The Warehouse’s Grocery Offer – If not now, never!

With the NZCC Market Study still fresh in our minds and a genuine political desire for the growth of competition in the NZ Grocery sector, The Warehouse Group and its CEO Nick Grayston have made clear that their recent expansion and re-focus on Groceries within the Warehouse is a priority strategy for the business.  

Opinion Piece from Neil Arnold at Arnold Category Consulting

Why it matters

Based on a Grocery market in NZ valued at $22 billion, winning just a single share point of this market is worth $220 million of retail sales.

In the context of The Warehouse, a single additional share point could deliver sales growth of over 12 percent based on their recent results and growth drivers of this scale are few and far between.  

So, the big question.

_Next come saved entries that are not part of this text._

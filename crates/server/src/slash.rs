//! HTTP endpoint for slash commands.
//!
//! - `POST /commands` - form-encoded slash command, answered with a JSON message

use std::sync::Arc;

use axum::{extract::State, http::StatusCode, routing::post, Form, Json, Router};
use chatci_chat::blocks::{self, Block, MessageTemplate, ResponseVisibility};
use chatci_chat::commands::{
    normalize_command, CommandRouter, JenkinsCommandService, SlashCommandPayload,
};
use chatci_core::InterfaceError;
use secrecy::{ExposeSecret, SecretString};
use serde::{Deserialize, Serialize};
use tracing::{error, info, warn};
use uuid::Uuid;

pub struct SlashState<S> {
    router: Arc<CommandRouter<S>>,
    trigger: String,
    verification_token: Option<SecretString>,
}

impl<S> Clone for SlashState<S> {
    fn clone(&self) -> Self {
        Self {
            router: Arc::clone(&self.router),
            trigger: self.trigger.clone(),
            verification_token: self.verification_token.clone(),
        }
    }
}

impl<S> SlashState<S> {
    pub fn new(
        router: Arc<CommandRouter<S>>,
        trigger: impl Into<String>,
        verification_token: Option<SecretString>,
    ) -> Self {
        Self { router, trigger: trigger.into(), verification_token }
    }

    fn token_matches(&self, provided: Option<&str>) -> bool {
        match &self.verification_token {
            Some(expected) => provided == Some(expected.expose_secret()),
            None => true,
        }
    }
}

/// Form body posted by the chat platform.
#[derive(Debug, Deserialize)]
pub struct SlashCommandForm {
    pub command: String,
    #[serde(default)]
    pub text: String,
    #[serde(default)]
    pub channel_id: String,
    pub user_id: String,
    #[serde(default)]
    pub trigger_id: String,
    #[serde(default)]
    pub token: Option<String>,
}

#[derive(Debug, Serialize)]
pub struct SlashResponse {
    pub response_type: ResponseVisibility,
    pub text: String,
    pub blocks: Vec<Block>,
}

impl From<MessageTemplate> for SlashResponse {
    fn from(message: MessageTemplate) -> Self {
        Self { response_type: message.visibility, text: message.fallback_text, blocks: message.blocks }
    }
}

pub fn router<S>(state: SlashState<S>) -> Router
where
    S: JenkinsCommandService + 'static,
{
    Router::new().route("/commands", post(handle_command::<S>)).with_state(state)
}

pub async fn handle_command<S>(
    State(state): State<SlashState<S>>,
    Form(form): Form<SlashCommandForm>,
) -> (StatusCode, Json<SlashResponse>)
where
    S: JenkinsCommandService + 'static,
{
    let correlation_id = Uuid::new_v4().to_string();

    if !state.token_matches(form.token.as_deref()) {
        warn!(
            event_name = "http.commands.rejected",
            correlation_id = %correlation_id,
            user_id = %form.user_id,
            "slash command carried an invalid verification token"
        );
        let rejection = InterfaceError::Unauthorized {
            message: "verification token mismatch".to_owned(),
            correlation_id: correlation_id.clone(),
        };
        return reply(StatusCode::UNAUTHORIZED, blocks::error_message(&rejection.to_string(), &correlation_id));
    }

    let payload = SlashCommandPayload {
        command: form.command,
        text: form.text,
        channel_id: form.channel_id,
        user_id: form.user_id,
        trigger_id: form.trigger_id,
        request_id: correlation_id.clone(),
    };

    let envelope = match normalize_command(payload, &state.trigger) {
        Ok(envelope) => envelope,
        Err(parse_error) => {
            let interface = InterfaceError::BadRequest {
                message: parse_error.to_string(),
                correlation_id: correlation_id.clone(),
            };
            return reply(
                StatusCode::BAD_REQUEST,
                blocks::error_message(&interface.to_string(), interface.correlation_id()),
            );
        }
    };

    info!(
        event_name = "http.commands.received",
        correlation_id = %correlation_id,
        user_id = %envelope.user_id,
        channel_id = %envelope.channel_id,
        verb = %envelope.verb,
        "slash command received"
    );

    match state.router.route(envelope).await {
        Ok(message) => reply(StatusCode::OK, message),
        Err(route_error) => {
            let interface = InterfaceError::Internal {
                message: route_error.to_string(),
                correlation_id: correlation_id.clone(),
            };
            error!(
                event_name = "http.commands.failed",
                correlation_id = %correlation_id,
                error = %interface,
                "slash command routing failed"
            );
            reply(
                StatusCode::OK,
                blocks::error_message(interface.user_message(), interface.correlation_id()),
            )
        }
    }
}

fn reply(status: StatusCode, message: MessageTemplate) -> (StatusCode, Json<SlashResponse>) {
    (status, Json(SlashResponse::from(message)))
}

#[cfg(test)]
mod tests {
    use std::sync::Arc;

    use axum::{
        body::{to_bytes, Body},
        http::{header, Request, StatusCode},
        Router,
    };
    use chatci_chat::commands::{CommandRouter, NoopJenkinsCommandService};
    use serde_json::Value;
    use tower::ServiceExt;

    use super::{router, SlashState};

    fn app(token: Option<&str>) -> Router {
        router(SlashState::new(
            Arc::new(CommandRouter::new(NoopJenkinsCommandService)),
            "/jenkins",
            token.map(|token| token.to_owned().into()),
        ))
    }

    async fn post_form(app: Router, body: &str) -> (StatusCode, Value) {
        let request = Request::builder()
            .method("POST")
            .uri("/commands")
            .header(header::CONTENT_TYPE, "application/x-www-form-urlencoded")
            .body(Body::from(body.to_owned()))
            .expect("request");

        let response = app.oneshot(request).await.expect("response");
        let status = response.status();
        let bytes = to_bytes(response.into_body(), usize::MAX).await.expect("body");
        (status, serde_json::from_slice(&bytes).expect("json body"))
    }

    #[tokio::test]
    async fn help_is_answered_ephemerally() {
        let (status, body) =
            post_form(app(None), "command=%2Fjenkins&text=help&channel_id=C1&user_id=U1").await;

        assert_eq!(status, StatusCode::OK);
        assert_eq!(body["response_type"], "ephemeral");
        assert_eq!(body["blocks"][0]["type"], "section");
    }

    #[tokio::test]
    async fn quoted_job_names_reach_the_service() {
        let (status, body) = post_form(
            app(None),
            "command=%2Fjenkins&text=disable+%22my+folder%2Fapp%22&channel_id=C1&user_id=U1",
        )
        .await;

        assert_eq!(status, StatusCode::OK);
        assert_eq!(body["text"], "Would disable the job 'my folder/app'.");
    }

    #[tokio::test]
    async fn verification_token_is_enforced_when_configured() {
        let (status, _) = post_form(
            app(Some("secret")),
            "command=%2Fjenkins&text=me&user_id=U1&token=wrong",
        )
        .await;
        assert_eq!(status, StatusCode::UNAUTHORIZED);

        let (status, _) = post_form(app(Some("secret")), "command=%2Fjenkins&text=me&user_id=U1").await;
        assert_eq!(status, StatusCode::UNAUTHORIZED);

        let (status, body) = post_form(
            app(Some("secret")),
            "command=%2Fjenkins&text=me&user_id=U1&token=secret",
        )
        .await;
        assert_eq!(status, StatusCode::OK);
        assert_eq!(body["text"], "Would display the connected Jenkins account.");
    }

    #[tokio::test]
    async fn other_triggers_are_rejected() {
        let (status, body) = post_form(app(None), "command=%2Fdeploy&text=help&user_id=U1").await;

        assert_eq!(status, StatusCode::BAD_REQUEST);
        assert!(body["text"].as_str().unwrap_or_default().contains("/deploy"));
    }
}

Will the Warehouse make its Grocery 2.0 offer a success?

Having visited a range of stores in the last 2-3 months, the strengths of this new offer are:

Scale – The Warehouse now has already achieved a scale offer (89 stores) and is clearly the first new competitor to offer a scale alternative to the traditional Grocery retail partners.  The national scale allows for advertising of the offer to gain awareness and support from shoppers on a scale no other new entrant can achieve currently.

Simplified Approach – Whereas the previous Warehouse Extra model looked to directly compete with a full-scale Grocery offer, the new approach is effectively a ‘store within a store’ approach with a clear destination in store and offering category breadth in terms of pantry categories but keeping the range per category tight and focused to keep costs and complexity low.  This looks like a leaf out of the Aldi playbook but lead by brands.

Key Value Lines – The Warehouse has identified a small portfolio of Grocery lines that really matter to Kiwi shoppers.  They have identified supplier partners and have launched a ‘Basics for a better price’ to engage and drive shopper footfall.

Supplier Willingness – Suppliers are looking for growth in a challenging market, and the perceived risk of supplying competitors to the traditional Grocer will never have been lower with the commitment to and progress towards a Grocery Supplier Code creating new confidence.

What could slow or stop this growth?

If this were easy, the Warehouse would have done this, so what are the potential headwinds and challenges?

Changing shopper behaviour – Shoppers tend to dislike change and become set in their ways.  Visiting the traditional Grocery players is a learnt behaviour, and will take time to build a willingness to consider alternatives.  That being said, a number of kiwi shoppers love to shop around and support a range of businesses, so the Warehouse could simply become a stop for many whilst visiting the Butcher, the Fruit and Veg shop and the Warehouse for pantry items.

Limited offer - Some shoppers love choice, and the limited offer of the Warehouse will not meet their needs.  A mainly pantry focused offer and the inability to complete a full shop with limited chilled and fresh offers to date may prove too big a barrier for many seeking one-shop convenience.

What should you do next?

Based on the Warehouse’s commitment to this strategy, I am advising clients that their channel strategy must consider the Warehouse as a viable route to market, and a conscious decision to seek or not seek ranging, now needs to occur.  For global suppliers, the Warehouses’ willingness to parallel import means you may not have control of their ranging decisions anyway.

Twenty years ago in Australia, many commentators would have questioned if Aldi could break and achieve in the Australian Grocery market.  A market share estimated at 13 percent today suggest change is possible and may just take time to be achieved.